You'll be taking at them and you might as well be taking to the fucking wall for all the good it will do.

[–] Dasus@lemmy.world 2 points 2 days ago* (last edited 2 days ago) (1 children)

And you also have to manage politely telling them how silly they've been.

Once got a ticket for "a broken DVD-drive". Went on over. 'Twas a CD-drive.

"Well what was the issue, why didn't my DVD-drive work?"

"Well if you look real close, this is actually a CD drive and thus incapable of reading DVDs"

She took it well enough with humour. Some don't..

[–] MystikIncarnate@lemmy.ca 2 points 1 day ago (1 children)

I had to explain to someone today that, though you can print through someone's PC to their USB printer, you cannot run the scanner software and connect the same way. So scanning no worky from another computer.

We have print servers, but we don't have scan servers. Why is that?

Anyway, I don't think they believed me.

The fun part is that the printer has Ethernet, and if they plugged that in, both systems would be able to print and scan.... What a crazy idea!

But the bossman didn't think it was going to be possible to plug in the printer to the network without wifi.... Idk, I'm not there, I don't know what color the walls in your office are, nevermind being able to coach you on how to plug in a device I've never seen to a network I equally haven't seen.

Maybe people should ask their IT people if it's a good idea to buy a printer when they have these kinds of operational requirements....

[–] Dasus@lemmy.world 2 points 1 day ago (1 children)

Haha nice.

Sometimes there's just simple questions which are just like... leave you stumped as how to explain to them properly.

I think the scanner/printer divide is more because often there's a centralised printer in an office or something, but rarely is there a shared scanner. You'd have to walk over to it, place a document in, then walk back to your desk, run the scan, then walk to get the document again.

[–] MystikIncarnate@lemmy.ca 2 points 16 hours ago (1 children)

Yeah. Closest we come to something like that is either scan to email (directly from the printer) or scan to (network) folder. I've used both in the past, but both require a network connection.

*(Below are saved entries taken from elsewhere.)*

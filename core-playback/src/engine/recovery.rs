//! Resource events, failures and the timers that recover from them.

use super::events::{post_timer, RecoveryAction, TimerKind};
use super::{PlaybackEngine, PlaybackStatus};
use crate::error::PlaybackError;
use crate::listeners::InstanceId;
use crate::resilience::RecoveryDecision;
use bridge_traits::{LifecycleState, ReadyState, ResourceEvent};
use core_runtime::events::{CoreEvent, NetworkEvent, PlaybackEvent};
use std::time::Duration;
use tracing::{debug, info, trace, warn};

/// Longest gap between two time updates that still counts as listening.
const MAX_PLAYTIME_STEP_SECS: f64 = 5.0;

impl PlaybackEngine {
    pub(super) async fn on_resource_event(&mut self, instance: InstanceId, event: ResourceEvent) {
        if !self.is_active(instance) {
            trace!("Dropping {:?} from retired instance {}", event, instance);
            return;
        }

        match event {
            ResourceEvent::Playing => {
                self.resilience.on_decode_confirmed();
                self.stall_timer.disarm();
                if !self.transitioning {
                    self.status = PlaybackStatus::Playing;
                }
            }
            ResourceEvent::Paused => {
                if self.transitioning {
                    debug!("Ignoring pause fired during a swap");
                    return;
                }
                let still_paused = self
                    .active_resource()
                    .is_some_and(|resource| resource.snapshot().paused);
                if still_paused && self.status == PlaybackStatus::Playing {
                    debug!("Resource paused outside of a user request");
                    self.status = PlaybackStatus::Paused;
                    self.sync_session_state();
                }
            }
            ResourceEvent::TimeUpdate { position } => self.on_time_update(instance, position),
            ResourceEvent::Waiting | ResourceEvent::Stalled => {
                if self.transitioning {
                    return;
                }
                if self.stall_timer.arm_if_idle(
                    self.config.stall_timeout,
                    post_timer(&self.tx, TimerKind::Stall(instance)),
                ) {
                    debug!("Stall detected, waiting {:?}", self.config.stall_timeout);
                }
            }
            ResourceEvent::Progress | ResourceEvent::CanPlayThrough => {
                self.stall_timer.disarm();
            }
            ResourceEvent::LoadedMetadata { duration } => {
                if let Some(track) = self.current.as_mut() {
                    if duration.is_finite() && duration > 0.0 {
                        track.duration = Some(duration);
                    }
                }
            }
            ResourceEvent::Ended => {
                self.handle_end_of_track().await;
            }
            ResourceEvent::Error(error) => {
                if self.transitioning || self.recovery_timer.is_armed() {
                    debug!("Recovery already pending, ignoring error: {}", error);
                    return;
                }
                warn!("Active resource reported an error: {}", error);
                self.handle_failure(error.into());
            }
        }
    }

    fn on_time_update(&mut self, instance: InstanceId, position: f64) {
        if let Some(last) = self.last_position {
            let step = position - last;
            if step > 0.0 && step < MAX_PLAYTIME_STEP_SECS {
                self.total_playtime_secs += step;
                self.mark_session_dirty();
            }
        }
        self.last_position = Some(position);

        let Some(resource) = self.active_resource() else {
            return;
        };
        let duration = resource.snapshot().duration;

        let second = position.max(0.0).floor() as u64;
        if self.last_reported_second != Some(second) {
            self.last_reported_second = Some(second);
            if let Some(id) = self.current_id() {
                self.emit(PlaybackEvent::PositionChanged {
                    track_id: id.0,
                    position_ms: (position.max(0.0) * 1000.0) as u64,
                    duration_ms: duration
                        .filter(|d| d.is_finite())
                        .map_or(0, |d| (d * 1000.0) as u64),
                });
            }
        }

        if self.end_handled {
            return;
        }
        let remaining = duration
            .filter(|d| d.is_finite() && *d > 0.0)
            .map(|d| (d - position).max(0.0));
        if let Some(remaining) = remaining {
            if remaining <= self.config.end_proximity.as_secs_f64() {
                let delay = Duration::from_secs_f64(remaining) + self.config.end_fallback_grace;
                if self
                    .end_timer
                    .arm_if_idle(delay, post_timer(&self.tx, TimerKind::EndFallback(instance)))
                {
                    trace!("End fallback armed for {:?}", delay);
                }
            }
        }
    }

    /// Classify a failure of the active track and schedule the recovery.
    pub(super) fn handle_failure(&mut self, error: PlaybackError) {
        let Some(instance) = self.active_instance() else {
            return;
        };
        self.stall_timer.disarm();

        let decision = self.resilience.on_error(error.kind());
        self.emit(PlaybackEvent::Error {
            track_id: self.current_id().map(|id| id.0),
            message: error.to_string(),
            recoverable: decision != RecoveryDecision::AwaitInteraction,
        });

        let action = match decision {
            RecoveryDecision::AwaitReconnect => {
                info!("Offline, holding retries until the connection returns");
                self.recovery_timer.disarm();
                return;
            }
            RecoveryDecision::AwaitInteraction => {
                info!("Waiting for user interaction: {}", error);
                self.recovery_timer.disarm();
                self.intent_playing = false;
                self.status = PlaybackStatus::Paused;
                self.sync_session_state();
                return;
            }
            RecoveryDecision::Retry { attempt, .. } => {
                info!("Retrying track (attempt {})", attempt);
                RecoveryAction::Reload
            }
            RecoveryDecision::RetryPlay { .. } => RecoveryAction::RetryPlay,
            RecoveryDecision::Skip { .. } => RecoveryAction::Skip,
            RecoveryDecision::Cooldown { delay } => {
                info!("Cooling down for {:?} before the next track", delay);
                RecoveryAction::Skip
            }
        };

        let delay = decision.delay().unwrap_or_default();
        self.recovery_timer.arm(
            delay,
            post_timer(&self.tx, TimerKind::Recovery(instance, action)),
        );
    }

    pub(super) async fn run_recovery(&mut self, action: RecoveryAction) {
        // The timer may have fired before a pause that was handled first.
        if !self.intent_playing {
            debug!("Paused since the failure, dropping recovery {:?}", action);
            return;
        }
        debug!("Running recovery action {:?}", action);
        match action {
            RecoveryAction::Reload => {
                if !self.resilience.is_online() {
                    info!("Went offline before the retry, waiting for reconnect");
                    return;
                }
                self.reload_active().await;
            }
            RecoveryAction::RetryPlay => {
                let Some(resource) = self.active_resource() else {
                    return;
                };
                self.intent_playing = true;
                match self.start_playback(&resource).await {
                    Ok(()) => {
                        self.status = PlaybackStatus::Playing;
                        self.sync_session_state();
                    }
                    Err(error) => self.handle_failure(error),
                }
            }
            RecoveryAction::Skip => {
                if !self.skip_forward().await {
                    self.on_exhausted();
                }
            }
        }
    }

    /// Nothing left to skip to. Stay on the failed track until the user or a
    /// reconnect does something.
    fn on_exhausted(&mut self) {
        let error = PlaybackError::Exhausted("no playable track left".to_string());
        warn!("{}", error);
        self.status = PlaybackStatus::Paused;
        self.emit(PlaybackEvent::Error {
            track_id: self.current_id().map(|id| id.0),
            message: error.to_string(),
            recoverable: false,
        });
        self.sync_session_state();
    }

    /// Reload the active track from its locator and resume where it was.
    pub(super) async fn reload_active(&mut self) {
        let (Some(resource), Some(track_id)) = (self.active_resource(), self.current_id()) else {
            return;
        };
        let position = self
            .last_position
            .unwrap_or_else(|| resource.snapshot().position);
        let locator = self.resolver.resolve(track_id);
        info!("Reloading track {} at {:.1}s", track_id, position);

        self.stall_timer.disarm();
        self.end_timer.disarm();
        resource.load(&locator);
        if position > 0.0 {
            resource.seek(position);
        }
        self.status = PlaybackStatus::Loading;
        self.intent_playing = true;

        match self.start_playback(&resource).await {
            Ok(()) => {
                self.status = PlaybackStatus::Playing;
                self.sync_session_state();
            }
            Err(error) => self.handle_failure(error),
        }
    }

    pub(super) async fn on_stall_timeout(&mut self) {
        let Some(resource) = self.active_resource() else {
            return;
        };
        let snapshot = resource.snapshot();
        if snapshot.ready_state.can_play() || snapshot.paused {
            debug!("Stall resolved before the debounce fired");
            return;
        }
        if !self.resilience.is_online() {
            debug!("Stalled while offline, waiting for reconnect");
            return;
        }
        warn!("Stalled for {:?}, retrying", self.config.stall_timeout);
        self.handle_failure(PlaybackError::TransientNetwork(format!(
            "stalled for {:?}",
            self.config.stall_timeout
        )));
    }

    pub(super) async fn on_end_fallback(&mut self) {
        if !self.intent_playing || self.end_handled {
            return;
        }
        info!("Completion was not signalled, finishing track");
        self.handle_end_of_track().await;
    }

    pub(super) async fn on_connectivity(&mut self, online: bool) {
        let was_online = self.resilience.is_online();
        let reconnected = self.resilience.set_online(online);
        if was_online != online {
            let event = if online {
                NetworkEvent::Online
            } else {
                NetworkEvent::Offline
            };
            let _ = self.event_bus.emit(CoreEvent::Network(event));
        }

        if !reconnected || !self.intent_playing || self.transitioning {
            return;
        }
        if self.is_producing_output() {
            debug!("Reconnected while still playing, nothing to do");
            return;
        }
        info!("Reconnected, reloading the current track");
        self.recovery_timer.disarm();
        self.reload_active().await;
    }

    pub(super) async fn on_lifecycle(&mut self, state: LifecycleState) {
        if !state.is_visible() {
            debug!("App moved to {:?}", state);
            return;
        }
        if !self.intent_playing || self.transitioning {
            return;
        }
        let Some(resource) = self.active_resource() else {
            return;
        };
        let snapshot = resource.snapshot();

        let near_end = snapshot
            .remaining()
            .is_some_and(|remaining| remaining <= self.config.end_proximity.as_secs_f64());
        if near_end && !self.end_handled {
            info!("Back in foreground at the end of the track");
            self.handle_end_of_track().await;
        } else if snapshot.error.is_some()
            || (!snapshot.paused && snapshot.ready_state <= ReadyState::HaveMetadata)
        {
            info!("Back in foreground with a broken resource, reloading");
            self.recovery_timer.disarm();
            self.reload_active().await;
        } else if snapshot.paused {
            info!("Back in foreground after a platform pause, resuming");
            self.play().await;
        }
    }

    /// Audio is coming out right now.
    fn is_producing_output(&self) -> bool {
        self.status == PlaybackStatus::Playing
            && self.active_resource().is_some_and(|resource| {
                let snapshot = resource.snapshot();
                !snapshot.paused && snapshot.error.is_none() && snapshot.ready_state.can_play()
            })
    }

    /// Cancel the timers bound to the active instance.
    pub(super) fn disarm_track_timers(&mut self) {
        self.stall_timer.disarm();
        self.end_timer.disarm();
        self.recovery_timer.disarm();
    }
}
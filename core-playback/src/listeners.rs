//! Revocable listener registrations.
//!
//! Each resource bound to the engine gets one [`ListenerRegistration`]. Every
//! sink created from it shares a single cancellation token and tags its
//! events with the registration's instance number, so revoking the
//! registration silences all of that resource's callbacks in one step and the
//! engine can still recognise anything already queued as stale.

use bridge_traits::{ResourceEvent, ResourceEventSink};
use core_async::sync::CancellationToken;

/// Monotonic number identifying one binding of one resource.
pub type InstanceId = u64;

#[derive(Debug)]
pub struct ListenerRegistration {
    instance: InstanceId,
    token: CancellationToken,
}

impl ListenerRegistration {
    pub fn new(instance: InstanceId) -> Self {
        Self {
            instance,
            token: CancellationToken::new(),
        }
    }

    pub fn instance(&self) -> InstanceId {
        self.instance
    }

    /// Sink that forwards events tagged with this registration's instance.
    pub fn sink<F>(&self, deliver: F) -> ResourceEventSink
    where
        F: Fn(InstanceId, ResourceEvent) + Send + Sync + 'static,
    {
        let instance = self.instance;
        ResourceEventSink::new(self.token.clone(), move |event| deliver(instance, event))
    }

    pub fn revoke(&self) {
        self.token.cancel();
    }

    pub fn is_revoked(&self) -> bool {
        self.token.is_cancelled()
    }
}

impl Drop for ListenerRegistration {
    fn drop(&mut self) {
        self.token.cancel();
    }
}

#[cfg(test)]
mod tests {
    use super::*;
    use parking_lot::Mutex;
    use std::sync::Arc;

    #[test]
    fn revoke_silences_every_sink() {
        let seen = Arc::new(Mutex::new(Vec::new()));
        let registration = ListenerRegistration::new(4);

        let log = seen.clone();
        let first = registration.sink(move |instance, event| log.lock().push((instance, event)));
        let log = seen.clone();
        let second = registration.sink(move |instance, event| log.lock().push((instance, event)));

        assert!(first.emit(ResourceEvent::Playing));
        registration.revoke();
        assert!(!first.emit(ResourceEvent::Ended));
        assert!(!second.emit(ResourceEvent::Ended));

        assert_eq!(*seen.lock(), vec![(4, ResourceEvent::Playing)]);
    }

    #[test]
    fn drop_revokes() {
        let registration = ListenerRegistration::new(1);
        let sink = registration.sink(|_, _| {});
        drop(registration);
        assert!(sink.is_revoked());
    }
}
//! # Core Runtime Module
//!
//! Runtime infrastructure shared by the playback engine:
//! - Logging and tracing setup
//! - Configuration (host bridge injection)
//! - Event bus
//!
//! The engine itself lives in `core-playback`; this crate has no playback
//! semantics of its own.

pub mod config;
pub mod error;
pub mod events;
pub mod logging;

pub use error::{Error, Result};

If they had a network connection to the printer then the user would have direct access to it, and they wouldn't need a computer to act as a print server.

Hilariously, in that case, the printer has Ethernet, so it's entirely possible to do what they want. They just need to find a way to plug the printer into Ethernet. I explained this to them, they basically said that there was no way they could do that. Sure. Ok.

[–] Dasus@lemmy.world 1 points 15 hours ago (1 children)

I explained this to them, they basically said that there was no way they could do that.

Hahah, they're actually equipped with RJ45 ports.

I don't think they understand that printer can connect itself directly to a network by the sounds of what you've been writing. And I don't believe they're incapable of understanding it. But it sure fucking felt that way a lot of the time with IT-support, and it wasn't about me being an autist, as none of those issues affected me in customer service jobs.

You should just set that up for them, then show how it works and then they'll go "aaaaaaaaa that's what you meant with all the annoying rambling phone call and emails I got from you after our last ticket"

[–] MystikIncarnate@lemmy.ca 1 points 2 hours ago (1 children)

I would, but I don't give any shits about them.

I would suggest it to my sales team to pursue it, but I couldn't be arsed to bother.

They want to be dumb, cool.

[–] Dasus@lemmy.world 1 points 16 minutes ago

I was never senior enough to really ignore anything to be honest, didn't spend all that long in the field

They want to be dumb, cool.

I don't think they do... they just are?

Which is kinda sad. They can't help it. Well they could, if it weren't for their personalities, I guess.